I like to experiment and try new things in my two tiny gardens; hence I rarely grow the same summer annuals twice. I make a few exceptions, and they are all white-flowered: Begonia semperflorens, bog-standard busy lizzies and Nemesia “Wisley Vanilla”. Asked which of these I would take to my desert island I would answer, without hesitation, the latter.
Nemesias are brilliant bedding plants, but N. “Wisley Vanilla” has star quality. The plants are so hardy (they are technically tender perennials) that they normally come through winter completely unscathed both in London and Broadstairs. During a mild winter they may barely cease flowering. And then the flowers come so early and so prolifically that the plants require a haircut and short siesta mid-season. Cool summers seem to suit N. “Wisley Vanilla” perfectly, making it a great choice for UK gardens.

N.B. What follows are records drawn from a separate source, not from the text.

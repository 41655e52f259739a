use sqlx::sqlite::SqlitePoolOptions;
use tower_http::trace::TraceLayer;
use tracing::{info, instrument};
use tracing_subscriber::{layer::SubscriberExt, util::SubscriberInitExt, EnvFilter};

use climate_observation_service::api::{create_router, AppState};
use climate_observation_service::config::Config;
use climate_observation_service::db::ObservationRepository;
use climate_observation_service::services::ObservationService;

#[tokio::main]
#[instrument]
async fn main() -> Result<(), Box<dyn std::error::Error>> {
    // Initialize tracing with environment filter support
    tracing_subscriber::registry()
        .with(
            EnvFilter::try_from_default_env()
                .unwrap_or_else(|_| EnvFilter::new("info,climate_observation_service=debug")),
        )
        .with(
            tracing_subscriber::fmt::layer()
                .with_target(true)
                .with_thread_ids(true)
                .with_line_number(true),
        )
        .init();

    // Load environment variables
    dotenvy::dotenv().ok();

    // Load configuration
    let config = Config::from_env()?;
    info!("Starting observation query service with config: {:?}", config);

    // Create database connection pool; an unreachable store aborts startup
    info!("Connecting to database...");
    let pool = SqlitePoolOptions::new()
        .max_connections(5)
        .connect(&config.database_url)
        .await?;
    info!("Database connection established");

    // Declare the schema; the store ships pre-populated, so this is a no-op
    // pass on an existing database
    info!("Checking database schema...");
    sqlx::migrate!("./migrations").run(&pool).await?;
    info!("Database schema ready");

    // Create repository and service
    let observation_repo = ObservationRepository::new(pool.clone());
    let observation_service = ObservationService::new(observation_repo);

    // Create API router
    let app_state = AppState {
        observation_service,
    };
    let app = create_router(app_state).layer(TraceLayer::new_for_http());

    // Start server
    let addr = config.server_addr();
    info!("Server listening on {}", addr);

    let listener = tokio::net::TcpListener::bind(&addr).await?;
    axum::serve(listener, app).await?;

    Ok(())
}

The plant’s outstanding quality is its scent, which I am enveloped by as I sit in the garden writing this post. It’s a light, sweet and unmistakable vanilla fragrance; not cloying or overpowering, just lovely. When the air is still (which is not often in Broadstairs) the flowers’ summertime scent permeates every corner of the garden. Breathing it in never fails to make me feel happy and content. The flowers themselves are small (about the size of a penny) and exquisitely ruffled: not too much, just enough, like a Spencer sweet pea. The lower petal is pure white, whilst the upper is flushed pink, more so when planted in sunshine. A lemon yellow eye completes the simple composition.

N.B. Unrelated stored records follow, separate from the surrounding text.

use chrono::{Duration, NaiveDate};
use serde_json::{Map, Value};
use tracing::debug;

use crate::db::{DbError, ObservationRepository, TemperatureSummary};

/// Station whose history the temperature-observation route reports; the most
/// active station in the dataset.
pub const TOBS_STATION: &str = "USC00519281";

#[derive(Clone)]
pub struct ObservationService {
    observation_repo: ObservationRepository,
}

impl ObservationService {
    pub fn new(observation_repo: ObservationRepository) -> Self {
        Self { observation_repo }
    }

    /// Distinct precipitation values per date over the past year of data
    ///
    /// Each date maps to a singleton list holding the comma-joined distinct
    /// precipitation values reported across stations that day.
    pub async fn get_precipitation(&self) -> Result<Map<String, Value>, DbError> {
        // The store's actual latest date is logged for operators; the
        // reporting window stays pinned to the reference date below.
        if let Some(latest) = self.observation_repo.find_latest().await? {
            debug!("Latest measurement date in store: {}", latest.date);
        }

        let cutoff = Self::precipitation_cutoff().to_string();
        debug!("Precipitation cutoff date: {}", cutoff);

        let rows = self
            .observation_repo
            .find_daily_precipitation_since(&cutoff)
            .await?;

        let mut result = Map::new();
        for row in rows {
            let joined = row.precipitation.map(Value::String).unwrap_or(Value::Null);
            result.insert(row.date, Value::Array(vec![joined]));
        }
        Ok(result)
    }

    /// Measurement counts keyed by station code
    pub async fn get_station_counts(&self) -> Result<Map<String, Value>, DbError> {
        let rows = self
            .observation_repo
            .count_measurements_per_station()
            .await?;

        let mut result = Map::new();
        for row in rows {
            result.insert(row.station, Value::from(row.measurement_count));
        }
        Ok(result)
    }

    /// Past year of (date, temperature) pairs for the fixed station,
    /// ascending by date
    pub async fn get_temperature_history(&self) -> Result<Vec<(String, f64)>, DbError> {
        if let Some(latest) = self
            .observation_repo
            .find_latest_for_station(TOBS_STATION)
            .await?
        {
            debug!("Latest measurement date for {}: {}", TOBS_STATION, latest.date);
        }

        let cutoff = Self::tobs_cutoff().to_string();
        debug!("Temperature cutoff date: {}", cutoff);

        let rows = self
            .observation_repo
            .find_temperatures_for_station_since(TOBS_STATION, &cutoff)
            .await?;

        Ok(rows.into_iter().map(|obs| (obs.date, obs.tobs)).collect())
    }

    /// Min/avg/max temperature from `start` onward
    ///
    /// The date string is not validated; a malformed value matches no rows
    /// and the summary comes back all-null.
    pub async fn get_temperature_summary(&self, start: &str) -> Result<TemperatureSummary, DbError> {
        self.observation_repo
            .summarize_temperatures_since(start)
            .await
    }

    /// Min/avg/max temperature between `start` and `end` inclusive
    pub async fn get_temperature_summary_bounded(
        &self,
        start: &str,
        end: &str,
    ) -> Result<TemperatureSummary, DbError> {
        self.observation_repo
            .summarize_temperatures_between(start, end)
            .await
    }

    // Reporting-window cutoffs (private)
    //
    // Both windows are pinned one year back from the dataset's last known
    // dates. The two routes were pinned on different days; the constants are
    // kept verbatim so responses stay stable for existing clients.

    fn precipitation_cutoff() -> NaiveDate {
        NaiveDate::from_ymd_opt(2017, 8, 23).unwrap() - Duration::days(365)
    }

    fn tobs_cutoff() -> NaiveDate {
        NaiveDate::from_ymd_opt(2017, 8, 18).unwrap() - Duration::days(365)
    }
}

#[cfg(test)]
mod tests {
    use super::*;

    #[test]
    fn test_precipitation_cutoff() {
        assert_eq!(
            ObservationService::precipitation_cutoff(),
            NaiveDate::from_ymd_opt(2016, 8, 23).unwrap()
        );
    }

    #[test]
    fn test_tobs_cutoff() {
        assert_eq!(
            ObservationService::tobs_cutoff(),
            NaiveDate::from_ymd_opt(2016, 8, 18).unwrap()
        );
    }
}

Personally I prefer to grow Nemesia “Wisley Vanilla” on its own, en-masse, often as cover beneath potted shrubs. The bigger plants provide a little protection from cold and wet in winter and the nemesias don’t seem to mid being lightly shaded. This year I have gone to town and planted several more plants in pots dotted around our seaside garden to spread a comforting scent wherever I might be working. Cuttings root easily if taken in spring or autumn and plants are readily found in the “basket plant” section of nurseries. Don’t be ripped off by the large, expensive pot fulls touted by big garden centre chains, there’s no need for these unless you’ve left it very late to get your garden ready for summer.
I sit here now with all my senses satisfied: a gin and tonic in one hand, the sound of collared doves cooing above, evening sun on my face and the scent of a thousand ice creams drifting up my nostrils. What could be more perfect?